◆ **WHAT NEEDS TO BE DONE**: Beginning with the first line of the entries below, quote each line until you reach and include the line with "pub const ENV_SPACING_FACTOR: &str".

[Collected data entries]
::::
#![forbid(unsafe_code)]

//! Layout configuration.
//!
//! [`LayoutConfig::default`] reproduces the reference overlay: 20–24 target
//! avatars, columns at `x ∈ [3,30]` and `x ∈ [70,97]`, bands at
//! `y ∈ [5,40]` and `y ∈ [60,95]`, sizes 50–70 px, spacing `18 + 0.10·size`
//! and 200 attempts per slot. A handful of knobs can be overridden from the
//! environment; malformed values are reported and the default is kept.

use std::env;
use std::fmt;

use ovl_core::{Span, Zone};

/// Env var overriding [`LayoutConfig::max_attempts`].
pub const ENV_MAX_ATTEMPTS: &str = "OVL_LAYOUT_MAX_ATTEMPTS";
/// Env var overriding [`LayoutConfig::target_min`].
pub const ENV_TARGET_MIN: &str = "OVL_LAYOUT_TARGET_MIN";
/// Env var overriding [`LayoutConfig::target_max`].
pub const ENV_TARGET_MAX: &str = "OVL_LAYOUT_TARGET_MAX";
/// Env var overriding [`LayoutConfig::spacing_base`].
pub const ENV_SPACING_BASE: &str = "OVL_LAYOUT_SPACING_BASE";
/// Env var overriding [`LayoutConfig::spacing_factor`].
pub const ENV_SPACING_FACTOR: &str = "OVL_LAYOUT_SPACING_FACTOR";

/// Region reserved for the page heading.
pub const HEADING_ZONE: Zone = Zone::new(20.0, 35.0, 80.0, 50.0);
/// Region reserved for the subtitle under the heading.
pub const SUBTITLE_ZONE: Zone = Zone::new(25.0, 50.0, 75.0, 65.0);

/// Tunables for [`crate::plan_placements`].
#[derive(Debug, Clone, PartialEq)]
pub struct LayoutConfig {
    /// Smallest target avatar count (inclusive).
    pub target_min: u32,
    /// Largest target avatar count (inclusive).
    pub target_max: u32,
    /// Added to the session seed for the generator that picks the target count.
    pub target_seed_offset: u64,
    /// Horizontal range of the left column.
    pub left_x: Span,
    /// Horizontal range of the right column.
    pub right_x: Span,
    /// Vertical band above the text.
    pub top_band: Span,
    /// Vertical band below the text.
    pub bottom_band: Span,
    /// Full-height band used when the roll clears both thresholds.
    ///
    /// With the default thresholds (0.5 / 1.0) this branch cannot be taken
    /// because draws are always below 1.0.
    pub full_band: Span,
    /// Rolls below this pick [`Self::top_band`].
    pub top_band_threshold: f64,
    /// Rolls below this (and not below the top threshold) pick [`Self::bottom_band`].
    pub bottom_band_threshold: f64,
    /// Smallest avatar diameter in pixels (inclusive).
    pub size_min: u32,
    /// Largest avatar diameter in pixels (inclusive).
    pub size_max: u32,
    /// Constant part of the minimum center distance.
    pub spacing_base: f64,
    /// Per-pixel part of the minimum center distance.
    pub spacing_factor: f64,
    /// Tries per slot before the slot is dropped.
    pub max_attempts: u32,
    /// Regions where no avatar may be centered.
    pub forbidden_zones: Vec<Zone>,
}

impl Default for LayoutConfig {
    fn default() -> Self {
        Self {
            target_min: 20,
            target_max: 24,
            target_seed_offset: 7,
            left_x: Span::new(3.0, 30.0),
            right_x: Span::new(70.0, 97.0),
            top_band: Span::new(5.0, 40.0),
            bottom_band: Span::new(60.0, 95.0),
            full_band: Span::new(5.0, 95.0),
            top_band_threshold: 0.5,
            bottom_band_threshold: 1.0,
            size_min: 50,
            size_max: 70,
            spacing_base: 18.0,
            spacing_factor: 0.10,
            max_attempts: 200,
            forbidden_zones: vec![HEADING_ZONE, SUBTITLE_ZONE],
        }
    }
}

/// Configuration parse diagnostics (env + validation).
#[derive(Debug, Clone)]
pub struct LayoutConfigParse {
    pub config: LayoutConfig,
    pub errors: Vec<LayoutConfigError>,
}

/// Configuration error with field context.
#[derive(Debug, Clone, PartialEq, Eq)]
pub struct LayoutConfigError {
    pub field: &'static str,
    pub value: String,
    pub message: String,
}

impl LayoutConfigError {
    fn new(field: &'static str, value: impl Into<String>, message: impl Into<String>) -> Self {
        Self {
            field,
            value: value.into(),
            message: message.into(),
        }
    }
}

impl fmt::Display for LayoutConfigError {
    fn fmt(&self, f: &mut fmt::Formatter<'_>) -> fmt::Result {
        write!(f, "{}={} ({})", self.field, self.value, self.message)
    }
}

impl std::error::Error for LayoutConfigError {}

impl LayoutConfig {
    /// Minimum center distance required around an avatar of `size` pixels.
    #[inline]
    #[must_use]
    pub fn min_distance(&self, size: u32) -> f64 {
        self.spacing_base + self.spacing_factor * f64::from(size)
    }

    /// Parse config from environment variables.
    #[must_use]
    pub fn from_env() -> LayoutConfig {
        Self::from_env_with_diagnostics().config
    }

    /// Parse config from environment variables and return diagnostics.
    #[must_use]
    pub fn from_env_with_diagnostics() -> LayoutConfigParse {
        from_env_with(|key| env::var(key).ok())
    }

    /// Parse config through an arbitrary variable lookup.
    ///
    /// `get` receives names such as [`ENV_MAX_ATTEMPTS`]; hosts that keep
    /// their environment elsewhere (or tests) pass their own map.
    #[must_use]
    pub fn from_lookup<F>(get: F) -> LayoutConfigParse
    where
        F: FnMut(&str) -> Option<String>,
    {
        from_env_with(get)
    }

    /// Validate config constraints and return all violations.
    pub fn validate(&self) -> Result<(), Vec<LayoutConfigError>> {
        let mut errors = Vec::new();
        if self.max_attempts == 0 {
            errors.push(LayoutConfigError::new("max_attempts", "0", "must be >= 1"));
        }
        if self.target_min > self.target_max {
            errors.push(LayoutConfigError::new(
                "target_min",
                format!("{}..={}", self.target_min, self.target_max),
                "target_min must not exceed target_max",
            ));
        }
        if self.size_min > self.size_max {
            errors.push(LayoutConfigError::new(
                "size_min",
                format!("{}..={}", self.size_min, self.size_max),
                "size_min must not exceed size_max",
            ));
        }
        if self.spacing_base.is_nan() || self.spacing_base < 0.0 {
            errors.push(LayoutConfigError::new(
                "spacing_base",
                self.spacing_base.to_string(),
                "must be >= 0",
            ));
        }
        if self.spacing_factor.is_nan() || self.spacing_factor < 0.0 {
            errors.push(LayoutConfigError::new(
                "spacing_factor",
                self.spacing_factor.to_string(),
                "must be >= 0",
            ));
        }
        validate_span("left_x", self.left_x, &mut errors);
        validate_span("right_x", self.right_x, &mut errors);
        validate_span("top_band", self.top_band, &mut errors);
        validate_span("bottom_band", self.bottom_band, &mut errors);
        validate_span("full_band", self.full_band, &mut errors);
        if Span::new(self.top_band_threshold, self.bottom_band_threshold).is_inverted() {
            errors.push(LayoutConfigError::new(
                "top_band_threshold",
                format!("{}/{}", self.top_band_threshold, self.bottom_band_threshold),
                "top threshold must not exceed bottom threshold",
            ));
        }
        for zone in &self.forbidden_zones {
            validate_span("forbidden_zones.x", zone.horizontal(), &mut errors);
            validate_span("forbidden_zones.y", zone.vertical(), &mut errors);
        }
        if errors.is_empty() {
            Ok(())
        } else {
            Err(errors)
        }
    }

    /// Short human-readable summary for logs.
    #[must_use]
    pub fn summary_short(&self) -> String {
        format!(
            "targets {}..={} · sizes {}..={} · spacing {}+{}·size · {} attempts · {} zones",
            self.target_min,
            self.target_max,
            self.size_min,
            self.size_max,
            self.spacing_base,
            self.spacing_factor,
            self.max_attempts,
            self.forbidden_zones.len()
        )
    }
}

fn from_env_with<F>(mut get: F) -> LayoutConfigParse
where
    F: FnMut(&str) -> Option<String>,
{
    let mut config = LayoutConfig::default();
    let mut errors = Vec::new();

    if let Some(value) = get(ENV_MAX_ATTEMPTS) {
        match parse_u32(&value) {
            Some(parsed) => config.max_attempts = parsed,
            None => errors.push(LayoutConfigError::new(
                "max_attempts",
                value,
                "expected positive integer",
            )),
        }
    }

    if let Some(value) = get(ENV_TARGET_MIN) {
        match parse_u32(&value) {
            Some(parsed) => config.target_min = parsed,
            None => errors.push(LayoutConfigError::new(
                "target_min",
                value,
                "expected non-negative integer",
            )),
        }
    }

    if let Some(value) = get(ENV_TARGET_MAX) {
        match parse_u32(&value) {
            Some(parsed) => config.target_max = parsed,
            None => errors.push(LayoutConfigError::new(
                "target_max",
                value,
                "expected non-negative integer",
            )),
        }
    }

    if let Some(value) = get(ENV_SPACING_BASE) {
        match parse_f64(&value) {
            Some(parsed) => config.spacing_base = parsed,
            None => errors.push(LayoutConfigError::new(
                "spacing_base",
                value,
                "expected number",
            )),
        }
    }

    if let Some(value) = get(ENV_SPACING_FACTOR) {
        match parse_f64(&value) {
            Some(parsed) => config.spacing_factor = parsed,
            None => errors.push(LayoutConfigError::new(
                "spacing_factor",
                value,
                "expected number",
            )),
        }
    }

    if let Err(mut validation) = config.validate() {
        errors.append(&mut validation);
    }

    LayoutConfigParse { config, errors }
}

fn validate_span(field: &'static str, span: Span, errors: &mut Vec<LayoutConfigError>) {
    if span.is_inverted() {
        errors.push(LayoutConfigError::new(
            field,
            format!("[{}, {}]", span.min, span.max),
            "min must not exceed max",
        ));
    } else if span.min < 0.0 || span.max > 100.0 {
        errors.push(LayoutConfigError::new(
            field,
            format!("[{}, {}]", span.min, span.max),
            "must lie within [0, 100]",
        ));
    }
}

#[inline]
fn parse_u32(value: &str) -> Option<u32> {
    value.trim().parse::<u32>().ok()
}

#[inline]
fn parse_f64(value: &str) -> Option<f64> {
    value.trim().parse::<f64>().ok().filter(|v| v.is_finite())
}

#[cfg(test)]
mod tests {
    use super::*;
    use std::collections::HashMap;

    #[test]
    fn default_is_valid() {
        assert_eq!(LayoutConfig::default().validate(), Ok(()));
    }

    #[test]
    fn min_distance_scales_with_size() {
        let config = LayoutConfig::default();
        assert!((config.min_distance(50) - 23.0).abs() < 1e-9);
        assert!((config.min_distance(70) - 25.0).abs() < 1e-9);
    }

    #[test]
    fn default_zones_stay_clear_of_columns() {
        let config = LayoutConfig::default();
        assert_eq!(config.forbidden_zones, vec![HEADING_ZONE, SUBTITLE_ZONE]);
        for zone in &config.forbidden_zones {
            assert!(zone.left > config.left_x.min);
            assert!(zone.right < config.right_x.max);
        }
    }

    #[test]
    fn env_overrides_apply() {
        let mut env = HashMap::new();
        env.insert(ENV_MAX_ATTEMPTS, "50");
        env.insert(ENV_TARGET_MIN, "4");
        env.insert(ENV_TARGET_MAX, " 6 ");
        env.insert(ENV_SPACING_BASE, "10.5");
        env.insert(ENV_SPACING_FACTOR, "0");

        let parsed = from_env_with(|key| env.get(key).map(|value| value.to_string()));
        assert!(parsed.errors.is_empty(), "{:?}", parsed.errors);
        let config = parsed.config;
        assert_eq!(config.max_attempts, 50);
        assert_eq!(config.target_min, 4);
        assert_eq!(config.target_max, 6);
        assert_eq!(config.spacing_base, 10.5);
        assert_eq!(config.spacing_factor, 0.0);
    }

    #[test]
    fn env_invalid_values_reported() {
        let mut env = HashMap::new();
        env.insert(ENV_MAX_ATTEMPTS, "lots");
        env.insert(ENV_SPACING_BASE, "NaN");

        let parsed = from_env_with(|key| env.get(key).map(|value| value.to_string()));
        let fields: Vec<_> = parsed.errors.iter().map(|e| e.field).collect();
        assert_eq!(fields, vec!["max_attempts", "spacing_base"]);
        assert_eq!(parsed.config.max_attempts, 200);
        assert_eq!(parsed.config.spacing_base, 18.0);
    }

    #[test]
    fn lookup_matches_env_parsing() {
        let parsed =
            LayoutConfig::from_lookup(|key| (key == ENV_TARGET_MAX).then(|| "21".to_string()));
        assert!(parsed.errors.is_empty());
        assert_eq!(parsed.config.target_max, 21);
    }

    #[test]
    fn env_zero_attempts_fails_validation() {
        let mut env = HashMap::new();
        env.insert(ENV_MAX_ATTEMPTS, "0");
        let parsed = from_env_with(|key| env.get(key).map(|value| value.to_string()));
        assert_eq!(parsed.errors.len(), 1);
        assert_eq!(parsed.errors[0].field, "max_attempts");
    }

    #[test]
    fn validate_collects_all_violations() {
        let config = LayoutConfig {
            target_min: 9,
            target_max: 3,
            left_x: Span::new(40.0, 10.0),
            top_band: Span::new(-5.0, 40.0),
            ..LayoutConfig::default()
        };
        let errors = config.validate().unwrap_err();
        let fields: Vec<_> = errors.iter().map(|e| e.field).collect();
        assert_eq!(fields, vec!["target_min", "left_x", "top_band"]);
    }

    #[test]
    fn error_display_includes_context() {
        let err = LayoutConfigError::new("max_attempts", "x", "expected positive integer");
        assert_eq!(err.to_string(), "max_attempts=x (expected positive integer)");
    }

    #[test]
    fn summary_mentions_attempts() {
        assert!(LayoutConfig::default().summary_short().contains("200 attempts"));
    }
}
::::
◆ **RESULT FOR THIS EXERCISE**:
#![forbid(unsafe_code)]

//! Layout configuration.
//!
//! [`LayoutConfig::default`] reproduces the reference overlay: 20–24 target
//! avatars, columns at `x ∈ [3,30]` and `x ∈ [70,97]`, bands at
//! `y ∈ [5,40]` and `y ∈ [60,95]`, sizes 50–70 px, spacing `18 + 0.10·size`
//! and 200 attempts per slot. A handful of knobs can be overridden from the
//! environment; malformed values are reported and the default is kept.

use std::env;
use std::fmt;

use ovl_core::{Span, Zone};

/// Env var overriding [`LayoutConfig::max_attempts`].
pub const ENV_MAX_ATTEMPTS: &str = "OVL_LAYOUT_MAX_ATTEMPTS";
/// Env var overriding [`LayoutConfig::target_min`].
pub const ENV_TARGET_MIN: &str = "OVL_LAYOUT_TARGET_MIN";
/// Env var overriding [`LayoutConfig::target_max`].
pub const ENV_TARGET_MAX: &str = "OVL_LAYOUT_TARGET_MAX";
/// Env var overriding [`LayoutConfig::spacing_base`].
pub const ENV_SPACING_BASE: &str = "OVL_LAYOUT_SPACING_BASE";
/// Env var overriding [`LayoutConfig::spacing_factor`].
pub const ENV_SPACING_FACTOR: &str = "OVL_LAYOUT_SPACING_FACTOR";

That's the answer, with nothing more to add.